在python中导入另一个脚本

Question

Let's say I have a this script called script.py:

def num():
    ...
    return num1, num2

def quiz()
   ...
   ...
   num1, num2 = num()   
   name = input('name: ')
   class_num = input('class: ')

if __name__ = '__main__':
    quiz()

In another script I want to use this script and the script.py's defined variables:

import script

script.quiz()

def path(class_num):
    ... 
    # do stuff

This keeps on returning

'NameError: name 'class_num' is not defined'

How can I use all the variable defined in the script.py in my second script?

Answer 1

you defined a function in the script that returns nothing, all the variables that are being defined by user input need to be returned

def quiz():
    stuff
    name = input('...')
    class_num = input('...')
    return [stuff, name, class_num]

the other scripts needs to be changed with

results = script.quiz()

then you parse results they will contain the quiz responses

Answer 2

You are trying to make a local variable act as a global one. class_num has a scope within the function quiz , but not outside of it.

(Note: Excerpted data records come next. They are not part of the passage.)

//! # Record Layouts
//!
//! Every record variant is described here as an explicit, ordered list of
//! `(name, type)` fields. Offsets are the running sum of field widths with no
//! padding between fields, matching how the simulator writes them. Headers
//! are never decoded through a native struct: the field readers below pull
//! each value out of the byte slice at its computed offset.
//!
//! ```text
//! structured head      kstp kper pertim totim text[16] ncol nrow  ilay  | f32 * nrow*ncol
//! structured budget    kstp kper text[16]  ncol nrow nlay               | f32 * nlay*nrow*ncol
//! unstructured head    kstp kper pertim totim text[16] nstrt nndlay ilay | f32 * (nndlay-nstrt+1)
//! unstructured budget  kstp kper text[16]  nval one icode               | f32 * nval
//! ```

use crate::modflow::utils;

/// Width of one payload value in bytes.
pub const VALUE_WIDTH: usize = 4;

/// Primitive type of a header field.
#[derive(Debug, Clone, Copy, PartialEq, Eq)]
pub enum FieldType {
    /// 4-byte little-endian signed integer.
    Int32,
    /// 4-byte little-endian IEEE float.
    Float32,
    /// 16-byte fixed-width text label.
    Text16,
}

impl FieldType {
    pub const fn width(self) -> usize {
        match self {
            FieldType::Int32 | FieldType::Float32 => 4,
            FieldType::Text16 => 16,
        }
    }
}

#[derive(Debug, Clone, Copy, PartialEq, Eq)]
pub struct Field {
    pub name: &'static str,
    pub ty: FieldType,
}

const fn int(name: &'static str) -> Field {
    Field { name, ty: FieldType::Int32 }
}

const fn real(name: &'static str) -> Field {
    Field { name, ty: FieldType::Float32 }
}

const fn text(name: &'static str) -> Field {
    Field { name, ty: FieldType::Text16 }
}

/// Ordered field list of one record header.
#[derive(Debug)]
pub struct RecordLayout {
    pub name: &'static str,
    pub fields: &'static [Field],
}

impl RecordLayout {
    /// Header size in bytes: the plain sum of field widths.
    pub const fn size(&self) -> usize {
        let mut total = 0;
        let mut i = 0;
        while i < self.fields.len() {
            total += self.fields[i].ty.width();
            i += 1;
        }
        total
    }

    /// Byte offset of the named field from the start of the record.
    pub fn offset_of(&self, name: &str) -> Option<usize> {
        let mut offset = 0;
        for field in self.fields {
            if field.name == name {
                return Some(offset);
            }
            offset += field.ty.width();
        }
        None
    }
}

pub const STRUCTURED_HEAD: RecordLayout = RecordLayout {
    name: "structured head",
    fields: &[
        int("kstp"),
        int("kper"),
        real("pertim"),
        real("totim"),
        text("text"),
        int("ncol"),
        int("nrow"),
        int("ilay"),
    ],
};

pub const STRUCTURED_BUDGET: RecordLayout = RecordLayout {
    name: "structured budget",
    fields: &[
        int("kstp"),
        int("kper"),
        text("text"),
        int("ncol"),
        int("nrow"),
        int("nlay"),
    ],
};

pub const UNSTRUCTURED_HEAD: RecordLayout = RecordLayout {
    name: "unstructured head",
    fields: &[
        int("kstp"),
        int("kper"),
        real("pertim"),
        real("totim"),
        text("text"),
        int("nstrt"),
        int("nndlay"),
        int("ilay"),
    ],
};

pub const UNSTRUCTURED_BUDGET: RecordLayout = RecordLayout {
    name: "unstructured budget",
    fields: &[
        int("kstp"),
        int("kper"),
        text("text"),
        int("nval"),
        int("one"),
        int("icode"),
    ],
};

/// Sequential reader over a header slice that walks the layout's fields in order.
///
/// The slice must be exactly `layout.size()` bytes long; the scanner
/// guarantees this before handing headers out.
pub struct FieldReader<'a> {
    layout: &'static RecordLayout,
    bytes: &'a [u8],
    index: usize,
    offset: usize,
}

impl<'a> FieldReader<'a> {
    pub fn new(layout: &'static RecordLayout, bytes: &'a [u8]) -> Self {
        debug_assert_eq!(bytes.len(), layout.size(), "{} header slice", layout.name);
        Self { layout, bytes, index: 0, offset: 0 }
    }

    fn advance(&mut self, name: &str, ty: FieldType) -> usize {
        let field = &self.layout.fields[self.index];
        debug_assert_eq!(field.name, name, "{} field order", self.layout.name);
        debug_assert_eq!(field.ty, ty, "{} field type", self.layout.name);
        let at = self.offset;
        self.offset += ty.width();
        self.index += 1;
        at
    }

    pub fn int(&mut self, name: &str) -> i32 {
        let at = self.advance(name, FieldType::Int32);
        utils::read_i32(self.bytes, at)
    }

    pub fn real(&mut self, name: &str) -> f32 {
        let at = self.advance(name, FieldType::Float32);
        utils::read_f32(self.bytes, at)
    }

    pub fn text(&mut self, name: &str) -> String {
        let at = self.advance(name, FieldType::Text16);
        utils::decode_label(&self.bytes[at..at + FieldType::Text16.width()])
    }
}
//! Low-level byte reading utilities

use byteorder::{ByteOrder, LittleEndian};
use encoding_rs::UTF_8;

/// Read a little-endian `i32` at `offset`.
pub fn read_i32(bytes: &[u8], offset: usize) -> i32 {
    LittleEndian::read_i32(&bytes[offset..offset + 4])
}

/// Read a little-endian `f32` at `offset`.
pub fn read_f32(bytes: &[u8], offset: usize) -> f32 {
    LittleEndian::read_f32(&bytes[offset..offset + 4])
}

/// Decode a packed little-endian `f32` payload into owned values.
///
/// `payload.len()` must be a multiple of 4.
pub fn read_values(payload: &[u8]) -> Vec<f32> {
    let mut values = vec![0f32; payload.len() / 4];
    LittleEndian::read_f32_into(payload, &mut values);
    values
}

/// Decode a fixed-width text label.
///
/// Invalid UTF-8 is replaced rather than rejected; surrounding whitespace and
/// NUL padding are stripped.
pub fn decode_label(bytes: &[u8]) -> String {
    let (text, _) = UTF_8.decode_without_bom_handling(bytes);
    text.trim_matches(|c: char| c.is_whitespace() || c == '\0')
        .to_owned()
}
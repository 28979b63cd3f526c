//! Decoders for structured (layer x row x column) head and budget files.

use log::{info, warn};

use crate::modflow::iter::{BudgetTerms, HeadSteps};
use crate::modflow::types::error::Result;
use crate::modflow::types::models::{BudgetSeries, GridShape, HeadSeries, OrderedMap, TermFilter};

/// Decode a structured head file held in memory.
///
/// Returns one `(nlay, nrow, ncol)` array per time step plus the cumulative
/// time of each step in file order. A shape with a zero dimension returns an
/// empty series without looking at `data`.
pub fn heads(data: &[u8], shape: GridShape) -> Result<HeadSeries> {
    let mut series = HeadSeries::default();
    if shape.is_empty() {
        return Ok(series);
    }

    let mut steps = HeadSteps::new(data, shape);
    for step in steps.by_ref() {
        let step = step?;
        series.totim.push(step.totim);
        if series.heads.insert(step.key, step.data).is_some() {
            warn!("Time step {} appears more than once in head file; keeping the later one", step.key);
        }
    }
    series.stats = steps.stats();
    debug_assert_eq!(series.stats.bytes_consumed, data.len() as u64);

    info!(
        "Decoded {} head time steps from {} records ({} bytes)",
        series.heads.len(), series.stats.records, series.stats.bytes_consumed
    );
    Ok(series)
}

/// Decode a structured budget file held in memory.
///
/// Returns term label -> time step -> `(nlay, nrow, ncol)` array, keeping only
/// the labels `filter` retains.
pub fn budget(data: &[u8], shape: GridShape, filter: &TermFilter) -> Result<BudgetSeries> {
    let mut series = BudgetSeries::default();
    if shape.is_empty() {
        return Ok(series);
    }

    let mut terms = BudgetTerms::new(data, shape, filter);
    for term in terms.by_ref() {
        let term = term?;
        let by_step = series.terms.get_or_insert_with(term.text.clone(), OrderedMap::new);
        if by_step.insert(term.key, term.data).is_some() {
            warn!(
                "Budget term '{}' appears more than once for time step {}; keeping the later one",
                term.text, term.key
            );
        }
    }
    series.stats = terms.stats();
    debug_assert_eq!(series.stats.bytes_consumed, data.len() as u64);

    info!(
        "Decoded {} budget terms from {} records ({} bytes)",
        series.terms.len(), series.stats.records, series.stats.bytes_consumed
    );
    Ok(series)
}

In Python, variables that are only referenced inside a function are implicitly global. If a variable is assigned a value anywhere within the function's body, it's assumed to be a local unless explicitly declared as global.

The error

'NameError: name 'class_num' is not defined'

Is telling you exactly that, this variable doesn't exist in the scope its called.

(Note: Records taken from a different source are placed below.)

//! # modflow-reader
//!
//! A reader for MODFLOW binary output files: structured and unstructured
//! head (`.hds`) and cell-by-cell budget (`.cbb`/`.cbc`) files.
//!
//! Files are memory-mapped and scanned record by record, so inputs larger
//! than RAM can be read. Decoded arrays are owned copies; use a
//! [`TermFilter`] or the `iter_*` methods of [`OutputFile`] to bound memory.
//!
//! ```no_run
//! use modflow_reader::{read_budget, read_heads, GridShape, TermFilter};
//!
//! let shape = GridShape::new(7, 368, 410);
//! let hds = read_heads("data/abr.hds", shape).unwrap();
//! println!("{} time steps, last totim {:?}", hds.heads.len(), hds.totim.last());
//!
//! let filter = TermFilter::from_items(["ET", "WELLS", "RIVER LEAKAGE"]);
//! let cbb = read_budget("data/abr.cbb", shape, &filter).unwrap();
//! println!("{:?}", cbb.terms.keys().collect::<Vec<_>>());
//! ```
pub mod modflow;

// Re-export the main types for convenience
pub use modflow::{
    read_budget, read_heads, read_unstructured_budget, read_unstructured_heads,
    ModflowError, OutputFile, Result,
    iter::{BudgetTerms, HeadSteps, Record, RecordScanner, UnstructuredBudgetTerms, UnstructuredHeadLayers},
    types::kinds::{RecordKind, StructuredBudget, StructuredHead, UnstructuredBudget, UnstructuredHead},
    types::models::{
        BudgetKey, BudgetSeries, BudgetTerm, GridShape, HeadSeries, HeadStep, OrderedMap,
        RecordHeader, ScanStats, StructuredBudgetHeader, StructuredHeadHeader, TermFilter,
        TimeStepKey, UnstructuredBudgetHeader, UnstructuredBudgetTerm, UnstructuredHeadHeader,
        UnstructuredHeadLayer, UnstructuredHeadSeries, UnstructuredBudgetSeries,
    },
};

To fix the problem simply change

def quiz()
   ...
   ...
   num1, num2 = num()   
   name = input('name: ')
   class_num = input('class: ')
   return class_num

and in your other script catch the return variable

class_num = script.quiz()

def path(class_num):

Answer 3

You can use something like this In your script.py return the class_num variable

def num():
    ...
    return num1, num2

def quiz()
   ...
   ...
   num1, num2 = num()   
   name = input('name: ')
   class_num = input('class: ')
   return class_num


if __name__ = '__main__':
    quiz()

and use it like this

import script

class_num = script.quiz()

def path(class_var = class_num):
    ... 
    # do stuff

in your code you are trying to use a local variable by importing the script.py which is not correct.

hope it may help !

Answer 4

Python doesn't know what the variable class_num is because it's trapped within your quiz method.

import script

script.quiz()
    ...
    class_num = input('class: ')
    # quiz function exits, making class_num go out of scope

# since class_num doesn't exist, this NameError
def path(class_num):
    ... 

If you want the class name to be usable outside the function, return it

def quiz()
    ...
    ...
    num1, num2 = num()   
    name = input('name: ')
    class_num = input('class: ')
    return class_num  # <=======

And in the other script

class_num = script.quiz()  # <=======

def path(class_num):
    ... 

If you want the other variables from quiz to be available, you have several options:

• Multiple returns, as you did for your num method
• Create something to that holds all your data which counts as a single return. An object would be perfect, other options would be a namedtuple or a dictionary
• Use globals (please don't do this)

Answer 5

I modified the script to show both: a) return value as mentioned by others, b) missing execution of path, with the returned value as parameter value. Here we have script.py

def num():
    num1 = 1
    num2 = 2
    return num1, num2

def quiz():
   num1, num2 = num()
   name = "Andreas"
   class_num = 9
   return class_num

if __name__ == '__main__':
    quiz()

And here something.py

import script

def path(class_num):
    pass
    # do stuff

class_n = script.quiz()
path(class_n)

I hope this can show how it could work. You possibly used the variable class_num somewhere later outside the function path. That gives you a NameError.